Intervenção de Bernardino Soares na Assembleia de República

Aprova a lei-quadro das fundações e altera o Código Civil, aprovado pelo Decreto-Lei n.º 47 344, de 25 de novembro de 1966

(proposta de lei n.º 42/XII/1.ª)
Sr.ª Presidente,
Sr.as e Srs. Deputados,
Sr. Secretário de Estado da Presidência do Conselho de Ministros:
Foi referida uma questão óbvia, que é a do reconhecimento do papel que muitas fundações, privadas designadamente, têm na nossa sociedade. Este é um ponto prévio a todo o debate e deve estar presente no seu decurso.
Olhamos para esta proposta de lei com atenção. Não vamos fazer, neste momento, aqui, o debate na especialidade. É uma proposta de lei com alguma complexidade e que intervém sobre mecanismos jurídicos que exigem uma apreciação concreta com maior atenção. Esse é o trabalho de especialidade.
Pensamos que há uma ideia geral e positiva que é anunciada pelo Governo. Vamos ver, depois, como é a sua concretização efetiva. É evidente que, nos últimos anos — essa análise é justa —, por vários governos do PS, do PSD e do CDS, se foi criando o que agora o Governo chama de «Estado paralelo», isto é, se foi retirando da esfera da Administração Pública, no sentido mais estrito, para outras formas de organização jurídica funções que devem ser realizadas pela Administração Pública. É a isso que se chama, e penso que com propriedade, o «Estado paralelo».
Isso, evidentemente, deu para muita coisa: deu para menor transparência, deu para que algumas dessas novas entidades tivessem regimes remuneratórios, de nomeação e de contratação absolutamente inaceitáveis e ligados muitas vezes a uma forma de partidarização de funções que devem ser públicas e devem reger-se pelas normas da Administração Pública, e deu também, muitas vezes, para abrir caminho a uma privatização destas funções que são públicas e devem ser exercidas por organismos da Administração Pública.
O problema é que olhamos para esta proposta e para esta intenção do Governo de atacar a questão do «Estado paralelo» e não sabemos se o resultado final que o Governo quer atingir é o de que o «Estado paralelo» deixe de ser paralelo ou o de que o «Estado paralelo» deixe de ser Estado…!
Esse ponto é fundamental, porque receamos bem que o caminho que se pretende seguir em relação a um conjunto significativo destas funções que transitaram para entidades não estritamente da Administração Pública seja não o regresso das funções para onde elas nunca deviam ter saído, ou seja, para os organismos da Administração Pública, mas, sim, a privatização dessas funções e a retirada em definitivo da esfera pública de um conjunto de funções que devem nela permanecer e que devem por ela ser reguladas.

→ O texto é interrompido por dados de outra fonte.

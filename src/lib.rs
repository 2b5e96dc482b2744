//! # sortnet — Fixed-Size Sorting Networks for Rust
//!
//! A sorting network is a fixed sequence of compare-exchange operations that
//! sorts any input of a given width, independent of the input values. Because
//! the comparison schedule is decided entirely by the width, a network has
//! constant control flow: the same comparisons run in the same order for
//! every input, which makes networks attractive for batch sorting of many
//! small fixed-size records and for branch-predictable hot loops.
//!
//! This crate derives networks with six classical constructions and replays
//! them against caller-owned buffers with a caller-supplied ordering.
//!
//! ## Quick Start
//!
//! ```rust
//! use sortnet::prelude::*;
//!
//! let network = SortingNetwork::new()
//!     .width(4)
//!     .algorithm(Bubble)
//!     .build()?;
//!
//! let mut data = [4, 3, 2, 1];
//! network.apply(&mut data)?;
//! assert_eq!(data, [1, 2, 3, 4]);
//! # Result::<(), NetworkError>::Ok(())
//! ```
//!
//! ### Custom ordering
//!
//! The executor takes any strict-weak-order "precedes" predicate:
//!
//! ```rust
//! use sortnet::prelude::*;
//!
//! let network = Network::with_algorithm(Bubble, 4)?;
//!
//! let mut data = [1, 4, 2, 3];
//! network.apply_by(&mut data, |a, b| a > b)?; // descending
//! assert_eq!(data, [4, 3, 2, 1]);
//! # Result::<(), NetworkError>::Ok(())
//! ```
//!
//! ### Choosing a construction
//!
//! | Algorithm               | Width domain  | Pairs (N = 16) | Character                      |
//! |-------------------------|---------------|----------------|--------------------------------|
//! | `Bubble`                | any           | 120            | baseline, maximal depth        |
//! | `Insertion`             | any           | 120            | same pairs, different order    |
//! | `BoseNelson` (default)  | any           | 65             | recursive merge, O(N log² N)   |
//! | `BatcherOddEvenMerge`   | power of two  | 63             | fewest pairs of the merge duo  |
//! | `BitonicMerge`          | power of two  | 80             | uniform stages, SIMD-friendly  |
//! | `SizeOptimized`         | N ≤ 32        | 60             | literature-derived tables      |
//!
//! Unsupported (width, algorithm) combinations fail at build time with a
//! [`NetworkError`](prelude::NetworkError); nothing silently degrades to a
//! different construction.
//!
//! ### Reusing a network
//!
//! A built network is immutable and depends only on (width, algorithm), so it
//! can be applied to any number of independent buffers, concurrently, without
//! locking:
//!
//! ```rust
//! use sortnet::prelude::*;
//!
//! let network = Network::with_algorithm(BatcherOddEvenMerge, 3);
//! assert!(network.is_err()); // 3 is not a power of two
//!
//! let network = Network::with_algorithm(BatcherOddEvenMerge, 8)?;
//! for record in [[3u8, 1, 4, 1, 5, 9, 2, 6], [2, 7, 1, 8, 2, 8, 1, 8]].iter_mut() {
//!     network.apply(record)?;
//! }
//! # Result::<(), NetworkError>::Ok(())
//! ```
//!
//! ## Minimal Usage (no_std / Embedded)
//!
//! Disable default features to drop the standard library; network derivation
//! only needs `alloc` for the pair sequence:
//!
//! ```toml
//! [dependencies]
//! sortnet = { version = "0.1", default-features = false }
//! ```
//!
//! ## References
//!
//! - Knuth, D. E. *The Art of Computer Programming*, Vol. 3, §5.3.4
//!   "Networks for Sorting"
//! - Batcher, K. E. (1968). "Sorting Networks and their Applications"
//! - Bose, R. C. and Nelson, R. J. (1962). "A Sorting Problem"
//! - <https://bertdobbelaere.github.io/sorting_networks.html> for the
//!   size-optimized tables

#![cfg_attr(not(feature = "std"), no_std)]

#[cfg(not(feature = "std"))]
#[macro_use]
extern crate alloc;

// Layer 1: Primitives - pair and error types, exchange capability.
mod primitives;

// Layer 2: Networks - the construction strategies.
mod networks;

// Layer 3: Engine - validation, the network type, execution, caching.
mod engine;

// High-level fluent API for building sorting networks.
mod api;

// Standard sortnet prelude.
pub mod prelude {
    pub use crate::api::{
        Algorithm,
        Algorithm::BatcherOddEvenMerge,
        Algorithm::BitonicMerge,
        Algorithm::BoseNelson,
        Algorithm::Bubble,
        Algorithm::Insertion,
        Algorithm::SizeOptimized,
        CompareExchange, Exchange, Network, NetworkBuilder as SortingNetwork, NetworkError,
    };

    #[cfg(feature = "std")]
    pub use crate::api::shared_network;
}

// Internal modules for development and testing.
//
// This module re-exports internal modules for development and testing
// purposes. It is only available with the `dev` feature enabled.
#[cfg(feature = "dev")]
pub mod internals {
    pub mod primitives {
        pub use crate::primitives::*;
    }
    pub mod networks {
        pub use crate::networks::*;
    }
    pub mod engine {
        pub use crate::engine::*;
    }
    pub mod api {
        pub use crate::api::*;
    }
}
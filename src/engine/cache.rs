//! Process-wide network cache.
//!
//! ## Purpose
//!
//! This module memoizes compiled networks by `(width, algorithm)` so hot
//! paths that sort many same-width buffers pay the derivation cost once per
//! process. Networks are immutable after construction, so the returned
//! `Arc<Network>` can be applied concurrently to independent buffers without
//! further locking.
//!
//! ## Design notes
//!
//! * **std only**: the cache needs `OnceLock` and `Mutex`; `no_std` callers
//!   compile their own networks and share them however they like.
//! * **Lock scope**: the mutex guards only the map lookup and insert, never
//!   network execution.
//!
//! ## Invariants
//!
//! * Repeated calls with the same key return clones of the same `Arc`.
//! * An invalid `(width, algorithm)` combination never populates the map.

// External dependencies (std)
use std::collections::BTreeMap;
use std::sync::{Arc, Mutex, OnceLock};

// Internal dependencies
use crate::engine::network::Network;
use crate::networks::Algorithm;
use crate::primitives::errors::NetworkError;

type CacheMap = BTreeMap<(usize, Algorithm), Arc<Network>>;

static CACHE: OnceLock<Mutex<CacheMap>> = OnceLock::new();

/// Fetch the shared network for `(width, algorithm)`, compiling it on first
/// use.
pub fn shared(width: usize, algorithm: Algorithm) -> Result<Arc<Network>, NetworkError> {
    let cache = CACHE.get_or_init(|| Mutex::new(BTreeMap::new()));

    // A poisoned lock means a panic during a previous insert; the map holds
    // only fully constructed networks, so the data is still usable.
    let mut map = match cache.lock() {
        Ok(guard) => guard,
        Err(poisoned) => poisoned.into_inner(),
    };

    if let Some(network) = map.get(&(width, algorithm)) {
        return Ok(Arc::clone(network));
    }

    let network = Arc::new(Network::with_algorithm(algorithm, width)?);
    map.insert((width, algorithm), Arc::clone(&network));
    Ok(network)
}
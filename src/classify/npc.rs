// SPDX-License-Identifier: MIT
// SPDX-FileCopyrightText: 2025 Jonathan D. A. Jewell <hyperpolymath>

//! Handlers for non-player characters whose filenames do not follow the
//! `<speaker>_<topic>_<subject>` grammar. Each handler owns one prefix.

use super::suffix::split_variation;
use super::{Classifier, Draft};

pub(super) const SPIRIT_JAR: &str = "spirit_jar";
pub(super) const NEWSCASTER: &str = "newscaster";
pub(super) const SHOPKEEPER_HOTDOG: &str = "shopkeeper_hotdog";

/// `spirit_jar_<topic>`: always a self line
pub(super) fn spirit_jar(_: &Classifier, stem: &str) -> Option<Draft> {
    let rest = stem.strip_prefix("spirit_jar_")?;
    let (base, variation) = split_variation(rest);
    Some(Draft::npc(SPIRIT_JAR, base).with_variation(variation))
}

/// `newscaster_headline`, `newscaster_seasonal_headline` and
/// `newscaster_seasonal_<hero>_unlock`. Other forms fall through.
pub(super) fn newscaster(_: &Classifier, stem: &str) -> Option<Draft> {
    let rest = stem.strip_prefix("newscaster_")?;
    let (base, variation) = split_variation(rest);
    let tokens: Vec<&str> = base.split('_').collect();

    let draft = match tokens.as_slice() {
        ["headline", ..] => Draft::npc(NEWSCASTER, "headline"),
        ["seasonal", "headline", ..] => Draft::npc(NEWSCASTER, "seasonal_headline"),
        ["seasonal", hero @ .., "unlock"] if !hero.is_empty() => {
            Draft::npc(NEWSCASTER, "seasonal_unlock").with_subject(hero.join("_"))
        }
        _ => return None,
    };
    Some(draft.with_variation(variation))
}

/// `shopkeeper_hotdog_t4_<hero>_<rest>`, `shopkeeper_hotdog_buy_<item>`,
/// anything else under the prefix is a self line
pub(super) fn shopkeeper_hotdog(classifier: &Classifier, stem: &str) -> Option<Draft> {
    let rest = stem.strip_prefix("shopkeeper_hotdog_")?;
    let (base, variation) = split_variation(rest);
    let tokens: Vec<&str> = base.split('_').collect();

    let draft = match tokens.as_slice() {
        ["t4", after @ ..] if !after.is_empty() => {
            let hero_len = classifier
                .speakers
                .resolve_tokens(after)
                .map(|m| m.tokens)
                .unwrap_or(1);
            let mut topic = vec!["t4"];
            topic.extend_from_slice(&after[hero_len..]);
            Draft::npc(SHOPKEEPER_HOTDOG, &topic.join("_")).with_subject(after[..hero_len].join("_"))
        }
        _ => Draft::npc(SHOPKEEPER_HOTDOG, base),
    };
    Some(draft.with_variation(variation))
}

/// `<speaker>_bespoke_ability_line[_<variation>]` for a known speaker
pub(super) fn bespoke_ability_line(classifier: &Classifier, stem: &str) -> Option<Draft> {
    let (speaker, rest) = classifier.split_speaker(stem)?;
    let tail = rest.strip_prefix("bespoke_ability_line")?;
    if !(tail.is_empty() || tail.starts_with('_')) {
        return None;
    }
    classifier.speakers.resolve(speaker)?;

    let variation = tail.trim_start_matches('_');
    let variation = (!variation.is_empty()).then_some(variation);
    Some(Draft::speaker(speaker, "bespoke_ability_line").with_variation(variation))
}
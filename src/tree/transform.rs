// SPDX-License-Identifier: MIT
// SPDX-FileCopyrightText: 2025 Jonathan D. A. Jewell <hyperpolymath>

//! Shape-preserving rewrites of every leaf entry

use super::{CategoryTree, LeafEntry, LeafGroup, TreeNode};

/// Rebuild `tree` with `leaf_fn` applied to each entry.
///
/// Every branch key survives in order, including branches with no
/// entries, and each leaf keeps its length and status. `leaf_fn` must
/// return the entry it was given when it has nothing to add.
pub fn transform<F>(tree: CategoryTree, mut leaf_fn: F) -> CategoryTree
where
    F: FnMut(LeafEntry) -> LeafEntry,
{
    let root = tree
        .into_root()
        .into_iter()
        .map(|(key, node)| (key, transform_node(node, &mut leaf_fn)))
        .collect();
    CategoryTree::from_root(root)
}

fn transform_node<F>(node: TreeNode, leaf_fn: &mut F) -> TreeNode
where
    F: FnMut(LeafEntry) -> LeafEntry,
{
    match node {
        TreeNode::Branch(children) => TreeNode::Branch(
            children
                .into_iter()
                .map(|(key, child)| (key, transform_node(child, leaf_fn)))
                .collect(),
        ),
        TreeNode::Leaf(group) => TreeNode::Leaf(LeafGroup {
            entries: group.entries.into_iter().map(&mut *leaf_fn).collect(),
            status: group.status,
        }),
    }
}

/// Every leaf entry in document order
pub fn flatten(tree: &CategoryTree) -> Vec<&LeafEntry> {
    let mut out = Vec::with_capacity(tree.leaf_count());
    for node in tree.root().values() {
        collect(node, &mut out);
    }
    out
}

fn collect<'a>(node: &'a TreeNode, out: &mut Vec<&'a LeafEntry>) {
    match node {
        TreeNode::Branch(children) => children.values().for_each(|child| collect(child, out)),
        TreeNode::Leaf(group) => out.extend(group.entries.iter()),
    }
}

/// Visit every leaf group mutably, with the keys leading to it
pub fn for_each_group<F>(tree: &mut CategoryTree, mut visit: F)
where
    F: FnMut(&[&str], &mut LeafGroup),
{
    let mut path = Vec::new();
    for (key, node) in tree.root_mut() {
        walk_groups(key, node, &mut path, &mut visit);
    }
}

fn walk_groups<'a, F>(key: &'a str, node: &'a mut TreeNode, path: &mut Vec<&'a str>, visit: &mut F)
where
    F: FnMut(&[&str], &mut LeafGroup),
{
    path.push(key);
    match node {
        TreeNode::Branch(children) => {
            for (child_key, child) in children.iter_mut() {
                walk_groups(child_key, child, path, visit);
            }
        }
        TreeNode::Leaf(group) => visit(path, group),
    }
    path.pop();
}

#[cfg(test)]
mod tests {
    use super::*;
    use crate::manifest::ChangeStatus;
    use crate::tree::LeafRecord;

    const TREE: &str = r#"{
        "Mirage": {
            "Self": {
                "Select": ["mirage/mirage_select_01.mp3", "mirage/mirage_select_02.mp3"],
                "Pings": {
                    "Objective Commands": { "Take mid": ["mirage/mirage_ping_take_mid.mp3"] }
                },
                "Unused": {}
            },
            "Haze (enemy)": {
                "Kill": { "entries": ["mirage/mirage_enemy_haze_kill.mp3"], "status": ["ADDED"] }
            }
        },
        "Empty": {}
    }"#;

    fn sample() -> CategoryTree {
        serde_json::from_str(TREE).unwrap()
    }

    /// Same keys in the same order at every branch, same leaf lengths and status
    fn same_shape(a: &TreeNode, b: &TreeNode) -> bool {
        match (a, b) {
            (TreeNode::Branch(x), TreeNode::Branch(y)) => {
                x.len() == y.len()
                    && x.iter()
                        .zip(y.iter())
                        .all(|((ka, va), (kb, vb))| ka == kb && same_shape(va, vb))
            }
            (TreeNode::Leaf(x), TreeNode::Leaf(y)) => {
                x.entries.len() == y.entries.len() && x.status == y.status
            }
            _ => false,
        }
    }

    fn to_record(entry: LeafEntry) -> LeafEntry {
        let mut record = LeafRecord::new(entry.file_name());
        record.date = Some("2025-05-01".to_string());
        LeafEntry::Record(record)
    }

    #[test]
    fn test_transform_preserves_shape() {
        let before = sample();
        let after = transform(before.clone(), to_record);

        let a = TreeNode::Branch(before.into_root());
        let b = TreeNode::Branch(after.clone().into_root());
        assert!(same_shape(&a, &b));
        assert!(flatten(&after).iter().all(|e| e.as_record().is_some()));
    }

    #[test]
    fn test_transform_never_drops_entries() {
        let before = sample();
        let count = flatten(&before).len();
        assert_eq!(count, 4);

        // Identity for entries without enrichment data
        let after = transform(before, |entry| {
            if entry.file_name().contains("select") {
                to_record(entry)
            } else {
                entry
            }
        });
        assert_eq!(flatten(&after).len(), count);
        assert_eq!(flatten(&after).iter().filter(|e| e.as_record().is_some()).count(), 2);
    }

    #[test]
    fn test_transform_keeps_status() {
        let after = transform(sample(), to_record);
        let json = serde_json::to_value(&after).unwrap();
        assert_eq!(json["Mirage"]["Haze (enemy)"]["Kill"]["status"][0], "ADDED");
        assert_eq!(json["Mirage"]["Self"]["Unused"], serde_json::json!({}));
        assert_eq!(json["Empty"], serde_json::json!({}));
    }

    #[test]
    fn test_for_each_group_reports_paths() {
        let mut tree = sample();
        let mut seen = Vec::new();
        for_each_group(&mut tree, |path, group| {
            seen.push(path.join("/"));
            group.add_status(ChangeStatus::Updated);
        });
        assert_eq!(
            seen,
            vec![
                "Mirage/Self/Select",
                "Mirage/Self/Pings/Objective Commands/Take mid",
                "Mirage/Haze (enemy)/Kill",
            ]
        );
        let json = serde_json::to_value(&tree).unwrap();
        assert_eq!(json["Mirage"]["Haze (enemy)"]["Kill"]["status"], serde_json::json!(["ADDED", "UPDATED"]));
    }
}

Este é o problema, que, aliás, assoma logo no facto de se manter intocável o regime das fundações de universidades públicas que o PCP tem vindo a contestar e que leva, de facto, a um caminho de menor capacidade pública de intervenção nesta área!
Há, evidentemente, uma série de questões que merecem debate na especialidade e que terão o contributo do PCP.
Aguardamos também que, a tempo do debate na especialidade, seja entregue à Assembleia da República o registo do censos já terminado nos seus vários aspetos. Foi hoje, aqui, referido um: o facto de haver 130 entidades públicas que participam em fundações. Mas é muito útil para o debate desta lei-quadro que se perceba o universo sobre o qual se vai legislar e as diversas formas que a participação pública tem tido ao nível das fundações.
Apelo, pois, ao Governo para que essa informação seja disponibilizada na sua completude a tempo do debate da especialidade, porque penso que será um elemento fundamental para que esse debate seja eficaz e conduza a uma lei final de acordo com as necessidades do País, procurando que o Estado paralelo deixe de ser paralelo e que não deixe de ser Estado.